Most of South Korea’s smartphone messaging apps could be in for tough times, after Viber’s recent loss of a patent lawsuit to the country’s number one mobile operator SK Telecom, which has led to a probably ban on its iOS and Android apps in the country.

Viber banned

A court has ruled in SK Telecom’s favour, that Rakuten-owned messaging service Viber’s “feature of reorganizing selected information from contact numbers saved in a smartphone into the application” violated an existing patent that was held by the operator since 2006, reports The Korea Herald.

The Seoul Central District Court said Viber infringed on four patents held by SK Telecom, and that the company should not distribute its application in the South Korean market. The messaging service has not yet stated whether it will appeal to higher courts to contest the proposed ban.

One of the patents in question deals with an ‘onboarding’ feature, that is already common to lots of other messaging apps such as Line and KakaoTalk, which automatically add a user’s contacts from their phone, to allow users to quickly find people they already know that use the service.

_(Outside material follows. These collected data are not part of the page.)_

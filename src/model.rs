//! Model declarations and field resolution.
//!
//! A model is a struct whose fields map one-to-one onto result-set columns
//! by name. Instead of discovering fields at runtime, every model declares
//! an explicit [`ModelSchema`]: its type name, a factory for empty
//! instances, and an ordered list of field accessors. Embedded "base"
//! models contribute their fields after the model's own, so the most
//! derived declaration of a name wins.
//!
//! [`ModelReflector::field_map`] resolves a declaration once per type and
//! caches the resulting [`FieldMap`].
//!
//! ```
//! use rowbind::{Model, ModelSchema};
//!
//! #[derive(Default)]
//! struct Tag {
//!     id: i64,
//!     label: String,
//! }
//!
//! impl Model for Tag {
//!     fn schema() -> ModelSchema<Self> {
//!         ModelSchema::new("Tag", Tag::default)
//!             .field("id", |t| &t.id, |t| &mut t.id)
//!             .field("label", |t| &t.label, |t| &mut t.label)
//!     }
//! }
//! ```

use crate::core::value::{SqlType, Value, ValueKind, ValueMap};
use crate::core::{OrmError, Result};
use chrono::{DateTime, NaiveDate, NaiveDateTime, NaiveTime, Utc};
use indexmap::IndexMap;
use once_cell::sync::Lazy;
use std::any::{Any, TypeId};
use std::collections::HashMap;
use std::fmt;
use std::sync::{Arc, RwLock};
use uuid::Uuid;

use crate::core::value::{BigInteger, Clob, Decimal};

type Getter<M> = Box<dyn Fn(&M) -> Value + Send + Sync>;
type Setter<M> = Box<dyn Fn(&mut M, Value) -> Result<()> + Send + Sync>;

static FIELD_MAPS: Lazy<RwLock<HashMap<TypeId, Arc<dyn Any + Send + Sync>>>> =
    Lazy::new(|| RwLock::new(HashMap::new()));

/// A struct that maps onto the columns of a table.
pub trait Model: Sized + 'static {
    /// Declares the model's name, factory and persistable fields.
    fn schema() -> ModelSchema<Self>;
}

/// One persistable field: the column label it matches (case-sensitive),
/// its declared kind, and an accessor/mutator pair.
pub struct FieldDescriptor<M> {
    name: &'static str,
    kind: ValueKind,
    getter: Getter<M>,
    setter: Setter<M>,
}

impl<M: 'static> FieldDescriptor<M> {
    pub fn new<F, G, S>(name: &'static str, get: G, get_mut: S) -> Self
    where
        F: SqlType + 'static,
        G: Fn(&M) -> &F + Send + Sync + 'static,
        S: Fn(&mut M) -> &mut F + Send + Sync + 'static,
    {
        FieldDescriptor {
            name,
            kind: F::KIND,
            getter: Box::new(move |m: &M| get(m).to_value()),
            setter: Box::new(move |m: &mut M, value: Value| {
                *get_mut(m) = F::from_value(value)?;
                Ok(())
            }),
        }
    }

    pub fn name(&self) -> &'static str {
        self.name
    }

    /// Declared type, used to pick the converter for this column.
    pub fn kind(&self) -> ValueKind {
        self.kind
    }

    pub fn get(&self, model: &M) -> Value {
        (self.getter)(model)
    }

    pub fn set(&self, model: &mut M, value: Value) -> Result<()> {
        (self.setter)(model, value).map_err(|e| match e {
            OrmError::Conversion(msg) => {
                OrmError::Conversion(format!("field `{}`: {}", self.name, msg))
            }
            other => other,
        })
    }

    /// Re-targets this descriptor at a model `P` embedding `M`.
    fn embed<P: 'static>(
        self,
        outer: Arc<dyn Fn(&P) -> &M + Send + Sync>,
        outer_mut: Arc<dyn Fn(&mut P) -> &mut M + Send + Sync>,
    ) -> FieldDescriptor<P> {
        let getter = self.getter;
        let setter = self.setter;
        FieldDescriptor {
            name: self.name,
            kind: self.kind,
            getter: Box::new(move |p: &P| getter((*outer)(p))),
            setter: Box::new(move |p: &mut P, value: Value| setter((*outer_mut)(p), value)),
        }
    }
}

impl<M> fmt::Debug for FieldDescriptor<M> {
    fn fmt(&self, f: &mut fmt::Formatter<'_>) -> fmt::Result {
        f.debug_struct("FieldDescriptor")
            .field("name", &self.name)
            .field("kind", &self.kind)
            .finish()
    }
}

/// Declaration of a model type.
pub struct ModelSchema<M> {
    name: &'static str,
    factory: fn() -> M,
    fields: Vec<FieldDescriptor<M>>,
    inherited: Vec<FieldDescriptor<M>>,
}

impl<M: 'static> ModelSchema<M> {
    /// `name` is the simple type name, also used as the implied table
    /// name; `factory` creates an instance with every field at its default.
    pub fn new(name: &'static str, factory: fn() -> M) -> Self {
        ModelSchema {
            name,
            factory,
            fields: Vec::new(),
            inherited: Vec::new(),
        }
    }

    /// Declares a field, in declaration order.
    pub fn field<F, G, S>(mut self, name: &'static str, get: G, get_mut: S) -> Self
    where
        F: SqlType + 'static,
        G: Fn(&M) -> &F + Send + Sync + 'static,
        S: Fn(&mut M) -> &mut F + Send + Sync + 'static,
    {
        self.fields.push(FieldDescriptor::new(name, get, get_mut));
        self
    }

    /// Embeds base model `B`. Its fields follow this model's own fields;
    /// names already declared here shadow the base's.
    pub fn extend<B, G, S>(mut self, base: G, base_mut: S) -> Self
    where
        B: Model,
        G: Fn(&M) -> &B + Send + Sync + 'static,
        S: Fn(&mut M) -> &mut B + Send + Sync + 'static,
    {
        let outer: Arc<dyn Fn(&M) -> &B + Send + Sync> = Arc::new(base);
        let outer_mut: Arc<dyn Fn(&mut M) -> &mut B + Send + Sync> = Arc::new(base_mut);
        for descriptor in B::schema().into_ordered() {
            self.inherited
                .push(descriptor.embed(Arc::clone(&outer), Arc::clone(&outer_mut)));
        }
        self
    }

    pub fn name(&self) -> &'static str {
        self.name
    }

    /// Own fields then inherited ones, first declaration of a name wins.
    fn into_ordered(self) -> Vec<FieldDescriptor<M>> {
        let mut seen = std::collections::HashSet::new();
        self.fields
            .into_iter()
            .chain(self.inherited)
            .filter(|d| seen.insert(d.name))
            .collect()
    }

    fn resolve(self) -> Result<FieldMap<M>> {
        let name = self.name;
        if name.trim().is_empty() || name.chars().any(char::is_whitespace) {
            return Err(OrmError::Configuration(format!(
                "invalid model type `{}`: type name must be a non-empty identifier",
                name
            )));
        }
        let factory = self.factory;
        let fields: IndexMap<&'static str, FieldDescriptor<M>> = self
            .into_ordered()
            .into_iter()
            .map(|d| (d.name, d))
            .collect();
        if fields.is_empty() {
            return Err(OrmError::Configuration(format!(
                "invalid model type `{}`: no persistable fields declared",
                name
            )));
        }
        Ok(FieldMap {
            type_name: name,
            factory,
            fields,
        })
    }
}

/// Resolved, ordered name → descriptor table for one model type.
pub struct FieldMap<M> {
    type_name: &'static str,
    factory: fn() -> M,
    fields: IndexMap<&'static str, FieldDescriptor<M>>,
}

impl<M: 'static> FieldMap<M> {
    pub fn type_name(&self) -> &'static str {
        self.type_name
    }

    /// Creates a new instance with every field at its default.
    pub fn create(&self) -> M {
        (self.factory)()
    }

    pub fn get(&self, name: &str) -> Option<&FieldDescriptor<M>> {
        self.fields.get(name)
    }

    pub fn contains(&self, name: &str) -> bool {
        self.fields.contains_key(name)
    }

    pub fn len(&self) -> usize {
        self.fields.len()
    }

    pub fn is_empty(&self) -> bool {
        self.fields.is_empty()
    }

    pub fn iter(&self) -> impl Iterator<Item = &FieldDescriptor<M>> {
        self.fields.values()
    }

    pub fn names(&self) -> impl Iterator<Item = &'static str> + '_ {
        self.fields.keys().copied()
    }

    /// Current field values of `model`, in field order.
    pub fn values_of(&self, model: &M) -> ValueMap {
        self.iter()
            .map(|d| (d.name().to_string(), d.get(model)))
            .collect()
    }
}

impl<M> fmt::Debug for FieldMap<M> {
    fn fmt(&self, f: &mut fmt::Formatter<'_>) -> fmt::Result {
        f.debug_struct("FieldMap")
            .field("type_name", &self.type_name)
            .field("fields", &self.fields.values().collect::<Vec<_>>())
            .finish()
    }
}

/// How a result type is materialized from a row.
pub enum Shape<T> {
    /// Read from the first column with the kind's converter.
    Scalar {
        kind: ValueKind,
        decode: fn(Value) -> Result<T>,
    },
    /// Assembled field by field from matching column labels.
    Model(Arc<FieldMap<T>>),
}

/// Types a query can return: the scalar allow-list and every [`Model`].
pub trait Persistable: Sized + 'static {
    fn shape() -> Result<Shape<Self>>;

    /// Result when a query yields no row: the zero value for scalars,
    /// `None` for models.
    fn default_value() -> Option<Self>;
}

impl<M: Model> Persistable for M {
    fn shape() -> Result<Shape<Self>> {
        ModelReflector::field_map::<M>().map(Shape::Model)
    }

    fn default_value() -> Option<Self> {
        None
    }
}

macro_rules! scalar_persistable {
    ($($ty:ty),* $(,)?) => {$(
        impl Persistable for $ty {
            fn shape() -> Result<Shape<Self>> {
                Ok(Shape::Scalar {
                    kind: <$ty as SqlType>::KIND,
                    decode: <$ty as SqlType>::from_value,
                })
            }

            fn default_value() -> Option<Self> {
                Some(<$ty>::default())
            }
        }
    )*};
}

scalar_persistable! {
    bool, i8, i16, i32, i64, u8, u16, u32, u64, f32, f64, char, String,
    Decimal, BigInteger, Vec<u8>, Clob, NaiveDate, NaiveTime, NaiveDateTime,
    DateTime<Utc>, Uuid, serde_json::Value,
}

impl<T: SqlType + 'static> Persistable for Option<T> {
    fn shape() -> Result<Shape<Self>> {
        Ok(Shape::Scalar {
            kind: T::KIND,
            decode: <Option<T> as SqlType>::from_value,
        })
    }

    fn default_value() -> Option<Self> {
        Some(None)
    }
}

/// A model instance usable as the single parameter of a named-placeholder
/// statement.
pub trait ModelParam {
    /// Field name → current value, in field order.
    fn field_values(&self) -> Result<ValueMap>;
}

impl<M: Model> ModelParam for M {
    fn field_values(&self) -> Result<ValueMap> {
        Ok(ModelReflector::field_map::<M>()?.values_of(self))
    }
}

/// Entry points for model validation and field resolution.
pub struct ModelReflector;

impl ModelReflector {
    /// Whether `T` is a scalar of the allow-list or a valid model.
    pub fn is_persistable_type<T: Persistable>() -> bool {
        T::shape().is_ok()
    }

    pub fn is_scalar<T: Persistable>() -> bool {
        matches!(T::shape(), Ok(Shape::Scalar { .. }))
    }

    /// # Errors
    ///
    /// Returns `OrmError::Configuration` when `T` is a model whose
    /// declaration is invalid.
    pub fn check_model<T: Persistable>() -> Result<()> {
        T::shape().map(|_| ())
    }

    /// Resolves and caches the field map of `M`.
    ///
    /// # Errors
    ///
    /// Returns `OrmError::Configuration` for an invalid type name or a
    /// declaration without fields.
    pub fn field_map<M: Model>() -> Result<Arc<FieldMap<M>>> {
        let key = TypeId::of::<M>();
        let cached = FIELD_MAPS
            .read()
            .map_err(|_| OrmError::Configuration("model schema cache is poisoned".to_string()))?
            .get(&key)
            .cloned();
        let entry = match cached {
            Some(entry) => entry,
            None => {
                let resolved: Arc<dyn Any + Send + Sync> = Arc::new(M::schema().resolve()?);
                let mut guard = FIELD_MAPS.write().map_err(|_| {
                    OrmError::Configuration("model schema cache is poisoned".to_string())
                })?;
                Arc::clone(guard.entry(key).or_insert(resolved))
            }
        };
        entry.downcast::<FieldMap<M>>().map_err(|_| {
            OrmError::Configuration(format!(
                "schema cache entry for `{}` has the wrong type",
                std::any::type_name::<M>()
            ))
        })
    }

    pub fn create_instance<M: Model>() -> Result<M> {
        Ok(Self::field_map::<M>()?.create())
    }

    pub fn default_value<T: Persistable>() -> Option<T> {
        T::default_value()
    }
}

However, these kind of apps are already destroying mobile operators’ voice and SMS revenues, so it’s hardly a surprise that SK Telecom would want to challenge them in the courts. Last year, Talmon Marco, who is CEO and founder of Viber, said that SK Telecom’s move is aimed at stopping companies like Viber and KakaoTalk from operating, and to force Korean users back to short-message-services. The mobile carrier says simply that the lawsuit is for the protection of its technology.

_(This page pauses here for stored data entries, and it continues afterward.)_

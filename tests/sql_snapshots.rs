//! Snapshot tests for generated CRUD statements across quoting dialects

use insta::assert_snapshot;
use rowbind::{
    value_map, AnsiEncoder, BacktickEncoder, BracketEncoder, Model, ModelSchema,
    ParameterizedStatement, SqlBuilder, ValueMap,
};

#[derive(Debug, Default)]
struct Invoice {
    id: i64,
    customer: String,
    total: rowbind::Decimal,
    issued_on: Option<chrono::NaiveDate>,
}

impl Model for Invoice {
    fn schema() -> ModelSchema<Self> {
        ModelSchema::new("Invoice", Invoice::default)
            .field("id", |i| &i.id, |i| &mut i.id)
            .field("customer", |i| &i.customer, |i| &mut i.customer)
            .field("total", |i| &i.total, |i| &mut i.total)
            .field("issued_on", |i| &i.issued_on, |i| &mut i.issued_on)
    }
}

fn render(stmt: &ParameterizedStatement) -> String {
    let params: Vec<String> = stmt.params().iter().map(|p| format!("{:?}", p)).collect();
    format!("{}\n-- params: [{}]", stmt.sql(), params.join(", "))
}

#[test]
fn test_select_snapshots() {
    let filter = value_map! { "customer" => "acme", "id" => 7_i64 };

    let ansi = SqlBuilder::new(&AnsiEncoder).select::<Invoice>(&filter).unwrap();
    assert_snapshot!(render(&ansi), @r#"
    SELECT "id", "customer", "total", "issued_on" FROM "Invoice" WHERE 1=1 AND "customer" = ? AND "id" = ?
    -- params: [Text("acme"), BigInt(7)]
    "#);

    let mysql = SqlBuilder::new(&BacktickEncoder)
        .select::<Invoice>(&ValueMap::new())
        .unwrap();
    assert_snapshot!(render(&mysql), @r#"
    SELECT `id`, `customer`, `total`, `issued_on` FROM `Invoice`
    -- params: []
    "#);
}

#[test]
fn test_insert_snapshot() {
    let values = value_map! { "id" => 1_i64, "customer" => "acme", "issued_on" => None::<chrono::NaiveDate> };
    let stmt = SqlBuilder::new(&BracketEncoder).insert("Invoice", &values).unwrap();
    assert_snapshot!(render(&stmt), @r#"
    INSERT INTO [Invoice]([id], [customer], [issued_on]) VALUES(?, ?, ?)
    -- params: [BigInt(1), Text("acme"), Null]
    "#);
}

#[test]
fn test_update_snapshot() {
    let stmt = SqlBuilder::new(&AnsiEncoder)
        .update(
            "Invoice",
            &value_map! { "customer" => "globex" },
            &value_map! { "id" => 1_i64, "customer" => "acme" },
        )
        .unwrap();
    assert_snapshot!(render(&stmt), @r#"
    UPDATE "Invoice" SET "customer" = ? WHERE 1=1 AND "id" = ? AND "customer" = ?
    -- params: [Text("globex"), BigInt(1), Text("acme")]
    "#);
}

#[test]
fn test_delete_snapshots() {
    let encoder = |name: &str| name.to_lowercase();
    let builder = SqlBuilder::new(&encoder);

    let all = builder.delete("Invoice", &ValueMap::new()).unwrap();
    assert_snapshot!(render(&all), @r#"
    DELETE FROM invoice WHERE 1=1
    -- params: []
    "#);

    let one = builder.delete("Invoice", &value_map! { "ID" => 3_i64 }).unwrap();
    assert_snapshot!(render(&one), @r#"
    DELETE FROM invoice WHERE 1=1 AND id = ?
    -- params: [BigInt(3)]
    "#);
}
/// Identifier quoting.
///
/// Table and column names are never interpolated raw: every identifier the
/// builder emits goes through an [`IdentifierEncoder`]. Sessions receive an
/// encoder at construction, so several dialects can be used side by side.
use serde::Deserialize;

/// Dialect-specific escaping of a table or column name.
pub trait IdentifierEncoder {
    fn encode(&self, name: &str) -> String;
}

impl<F> IdentifierEncoder for F
where
    F: Fn(&str) -> String,
{
    fn encode(&self, name: &str) -> String {
        self(name)
    }
}

/// Standard SQL quoting: `"name"`, embedded `"` doubled.
#[derive(Debug, Clone, Copy, Default)]
pub struct AnsiEncoder;

impl IdentifierEncoder for AnsiEncoder {
    fn encode(&self, name: &str) -> String {
        format!("\"{}\"", name.replace('"', "\"\""))
    }
}

/// MySQL quoting: `` `name` ``, embedded backtick doubled.
#[derive(Debug, Clone, Copy, Default)]
pub struct BacktickEncoder;

impl IdentifierEncoder for BacktickEncoder {
    fn encode(&self, name: &str) -> String {
        format!("`{}`", name.replace('`', "``"))
    }
}

/// SQL Server quoting: `[name]`, embedded `]` doubled.
#[derive(Debug, Clone, Copy, Default)]
pub struct BracketEncoder;

impl IdentifierEncoder for BracketEncoder {
    fn encode(&self, name: &str) -> String {
        format!("[{}]", name.replace(']', "]]"))
    }
}

/// Named quoting styles, selectable from configuration.
#[derive(Debug, Clone, Copy, PartialEq, Eq, Default, Deserialize)]
#[serde(rename_all = "lowercase")]
pub enum Dialect {
    #[default]
    Ansi,
    Mysql,
    Sqlserver,
}

impl Dialect {
    pub fn encoder(self) -> Box<dyn IdentifierEncoder> {
        match self {
            Dialect::Ansi => Box::new(AnsiEncoder),
            Dialect::Mysql => Box::new(BacktickEncoder),
            Dialect::Sqlserver => Box::new(BracketEncoder),
        }
    }
}

#[cfg(test)]
mod tests {
    use super::*;

    #[test]
    fn test_ansi_quoting() {
        assert_eq!(AnsiEncoder.encode("users"), "\"users\"");
        assert_eq!(AnsiEncoder.encode("a\"b"), "\"a\"\"b\"");
    }

    #[test]
    fn test_backtick_and_bracket_quoting() {
        assert_eq!(BacktickEncoder.encode("order"), "`order`");
        assert_eq!(BacktickEncoder.encode("we`ird"), "`we``ird`");
        assert_eq!(BracketEncoder.encode("user"), "[user]");
        assert_eq!(BracketEncoder.encode("a]b"), "[a]]b]");
    }

    #[test]
    fn test_closure_encoder() {
        let upper = |name: &str| name.to_uppercase();
        assert_eq!(upper.encode("id"), "ID");
    }

    #[test]
    fn test_dialect_selection() {
        assert_eq!(Dialect::default(), Dialect::Ansi);
        assert_eq!(Dialect::Mysql.encoder().encode("t"), "`t`");
        assert_eq!(Dialect::Sqlserver.encoder().encode("t"), "[t]");

        #[derive(Deserialize)]
        struct Holder {
            dialect: Dialect,
        }
        let holder: Holder = toml::from_str("dialect = \"sqlserver\"").unwrap();
        assert_eq!(holder.dialect, Dialect::Sqlserver);
    }
}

In fact, Viber is not that popular in South Korea, but SK Telecom may take the company on to test the waters. The legal victory ensures that it has more chances of success if it were to take on larger players in South Korea, such as KakaoTalk, which is installed on nearly 95 percent of smartphones in the country and has an estimated 37 million users out of 50 million people. KakaoTalk has already stated that it was not aware of the recent ruling, and that it has not yet been contacted by SK Telecom.

Whatever happens, it looks like there may well be further legal skirmishes between SK Telecom and messaging apps in the future.